I need help with this problem, please:
A company supplies pins in bulk to a customer.
The lengths of the pins made by the machine are normally distributed with a mean of $1.008$ inches and a standard deviation of $0.045$ inch.
The company supplies the pins in large batches to a customer. The customer will take a random sample of $50$ pins from the batch and compute the sample mean.
If the sample mean is within the interval $[0.99, 1.01]$ inch, then the customer will buy the whole batch.
Now suppose that the standard deviation can be reduced. what maximum value of the standard deviation would make $90$% of the parts acceptable to the customer?
Here's my approach:
$$\mathit X \sim \mathit N \,(1.008, \frac{\sigma^2}{50}) $$
$$Z_1= \frac{(1.01-1.008) \sqrt{50}}{\sigma}$$ $$Z_2= \frac{(0.99-1.008) \sqrt{50}}{\sigma}$$ $$\mathit P(-\frac{0.018 \sqrt{50}}{\sigma}\lt \mathit X \le \frac{0.002 \sqrt{50}}{\sigma}) = 0.9$$ If the probability is $0.9$, so the probability of not being in the interval (being in both tails) is $0.1$. (Each tail: ${0.1\over 2}=0.05$)

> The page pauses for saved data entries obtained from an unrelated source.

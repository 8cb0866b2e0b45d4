use std::collections::HashMap;
use std::future::Future;
use std::hash::Hash;
use std::sync::atomic::{AtomicU64, Ordering};
use std::sync::Arc;

use futures::future::{BoxFuture, FutureExt, Shared};
use keel_build_model::ResponseError;
use parking_lot::Mutex;
use tokio::task::AbortHandle;

/// A cached computation stopped before producing a value (every waiter went away, or the
/// computation panicked).
#[derive(Debug, Clone, Copy, PartialEq, Eq, thiserror::Error)]
#[error("cached computation was abandoned before it produced a value")]
pub struct ComputeAbandoned;

impl From<ComputeAbandoned> for ResponseError {
    fn from(_: ComputeAbandoned) -> Self {
        ResponseError::cancelled()
    }
}

type SharedResult<V, E> = Shared<BoxFuture<'static, Result<V, E>>>;

struct Computation {
    /// Callers currently awaiting this computation. Only modified under the map lock.
    waiters: usize,
    abort: Option<AbortHandle>,
}

struct Entry<V, E> {
    generation: u64,
    result: SharedResult<V, E>,
    computation: Arc<Mutex<Computation>>,
}

type EntryMap<K, V, E> = Mutex<HashMap<K, Entry<V, E>>>;

/// Memoizes async computations by key.
///
/// Concurrent `get`s for the same key share one computation and its result, including a
/// failure, until the entry is cleared. A computation whose waiters have all gone away
/// before it finished is aborted and its entry dropped, so a later `get` starts over.
pub struct AsyncCache<K, V, E> {
    entries: Arc<EntryMap<K, V, E>>,
    next_generation: AtomicU64,
}

impl<K, V, E> Default for AsyncCache<K, V, E>
where
    K: Eq + Hash + Clone + Send + Sync + 'static,
    V: Clone + Send + Sync + 'static,
    E: From<ComputeAbandoned> + Clone + Send + Sync + 'static,
{
    fn default() -> Self {
        Self::new()
    }
}

impl<K, V, E> AsyncCache<K, V, E>
where
    K: Eq + Hash + Clone + Send + Sync + 'static,
    V: Clone + Send + Sync + 'static,
    E: From<ComputeAbandoned> + Clone + Send + Sync + 'static,
{
    pub fn new() -> Self {
        Self {
            entries: Arc::new(Mutex::new(HashMap::new())),
            next_generation: AtomicU64::new(1),
        }
    }

    /// Returns the cached result for `key`, starting `compute(key)` if there is none.
    ///
    /// Must be called from within a tokio runtime.
    pub async fn get<F, Fut>(&self, key: K, compute: F) -> Result<V, E>
    where
        F: FnOnce(K) -> Fut,
        Fut: Future<Output = Result<V, E>> + Send + 'static,
    {
        let (result, _waiter) = {
            let mut entries = self.entries.lock();
            match self.join_locked(&mut entries, &key) {
                Some(joined) => joined,
                None => {
                    let future = compute(key.clone());
                    self.start_locked(&mut entries, key, future)
                }
            }
        };
        result.await
    }

    /// Like [`AsyncCache::get`], but when `key` has no entry an existing entry whose key
    /// satisfies `can_reuse` is used instead: a new entry for `key` is derived by applying
    /// `transform` to that entry's eventual value.
    ///
    /// Returns `None` if neither `key` nor a reusable key is cached.
    pub async fn get_derived<R, T>(
        &self,
        key: K,
        can_reuse: R,
        transform: T,
    ) -> Option<Result<V, E>>
    where
        R: Fn(&K) -> bool,
        T: FnOnce(V) -> V + Send + 'static,
    {
        let (result, _waiter) = {
            let mut entries = self.entries.lock();
            if let Some(joined) = self.join_locked(&mut entries, &key) {
                joined
            } else {
                let source_key = entries
                    .keys()
                    .find(|existing| can_reuse(existing))
                    .cloned()?;
                let (source, source_waiter) = self.join_locked(&mut entries, &source_key)?;
                let derived = async move {
                    let _source_waiter = source_waiter;
                    source.await.map(transform)
                };
                self.start_locked(&mut entries, key, derived)
            }
        };
        Some(result.await)
    }

    /// Force-overwrites the entry for `key` with a completed value.
    pub fn set(&self, key: K, value: V) {
        let generation = self.next_generation.fetch_add(1, Ordering::Relaxed);
        let result = futures::future::ready(Ok(value)).boxed().shared();
        self.entries.lock().insert(
            key,
            Entry {
                generation,
                result,
                computation: Arc::new(Mutex::new(Computation {
                    waiters: 0,
                    abort: None,
                })),
            },
        );
    }

    /// Removes every entry whose key matches `predicate`. Callers already waiting on a
    /// removed entry still receive its result.
    pub fn clear(&self, predicate: impl Fn(&K) -> bool) {
        self.entries.lock().retain(|key, _| !predicate(key));
    }

    pub fn clear_all(&self) {
        self.entries.lock().clear();
    }

    pub fn contains_key(&self, key: &K) -> bool {
        self.entries.lock().contains_key(key)
    }

    pub fn len(&self) -> usize {
        self.entries.lock().len()
    }

    pub fn is_empty(&self) -> bool {
        self.entries.lock().is_empty()
    }

    fn join_locked(
        &self,
        entries: &mut HashMap<K, Entry<V, E>>,
        key: &K,
    ) -> Option<(SharedResult<V, E>, Waiter<K, V, E>)> {
        let entry = entries.get(key)?;
        entry.computation.lock().waiters += 1;
        Some((
            entry.result.clone(),
            Waiter {
                entries: Arc::clone(&self.entries),
                key: key.clone(),
                generation: entry.generation,
                result: entry.result.clone(),
                computation: Arc::clone(&entry.computation),
            },
        ))
    }

    fn start_locked<Fut>(
        &self,
        entries: &mut HashMap<K, Entry<V, E>>,
        key: K,
        future: Fut,
    ) -> (SharedResult<V, E>, Waiter<K, V, E>)
    where
        Fut: Future<Output = Result<V, E>> + Send + 'static,
    {
        let generation = self.next_generation.fetch_add(1, Ordering::Relaxed);
        let handle = tokio::spawn(future);
        let computation = Arc::new(Mutex::new(Computation {
            waiters: 1,
            abort: Some(handle.abort_handle()),
        }));
        let result = async move {
            match handle.await {
                Ok(result) => result,
                Err(_) => Err(E::from(ComputeAbandoned)),
            }
        }
        .boxed()
        .shared();

        entries.insert(
            key.clone(),
            Entry {
                generation,
                result: result.clone(),
                computation: Arc::clone(&computation),
            },
        );
        let waiter = Waiter {
            entries: Arc::clone(&self.entries),
            key,
            generation,
            result: result.clone(),
            computation,
        };
        (result, waiter)
    }
}

/// Registration of one caller awaiting a cached computation.
struct Waiter<K, V, E>
where
    K: Eq + Hash,
    V: Clone,
    E: Clone,
{
    entries: Arc<EntryMap<K, V, E>>,
    key: K,
    generation: u64,
    result: SharedResult<V, E>,
    computation: Arc<Mutex<Computation>>,
}

impl<K, V, E> Drop for Waiter<K, V, E>
where
    K: Eq + Hash,
    V: Clone,
    E: Clone,
{
    fn drop(&mut self) {
        let abort = {
            let mut entries = self.entries.lock();
            let mut computation = self.computation.lock();
            computation.waiters = computation.waiters.saturating_sub(1);
            if computation.waiters > 0 || self.result.peek().is_some() {
                return;
            }
            let Some(abort) = computation.abort.take() else {
                return;
            };
            if entries
                .get(&self.key)
                .is_some_and(|entry| entry.generation == self.generation)
            {
                entries.remove(&self.key);
            }
            abort
        };
        abort.abort();
    }
}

Therefore, $\mathit P(\mathit Z_1)=1-0.05=0.95$ ; the whole area under the curve excluding the right tail.
From the table, $\mathit Z_1 \le 1.645$.
And so the probability of being in the left tail is $0.05$, $\mathit P(\mathit Z_2)=0.05$
$\mathit Z_2 \le -1.645$
∴ $$\frac{(1.01-1.008) \sqrt{50}}{\sigma}\le 1.645$$ $$\frac{\vert0.99-1.008\vert \sqrt{50}}{\sigma}\ge 1.645$$ And now, it looks like a contradiction if I calculate it right; as $1.01$ and $0.99$ are not equally varied/deviated from the mean.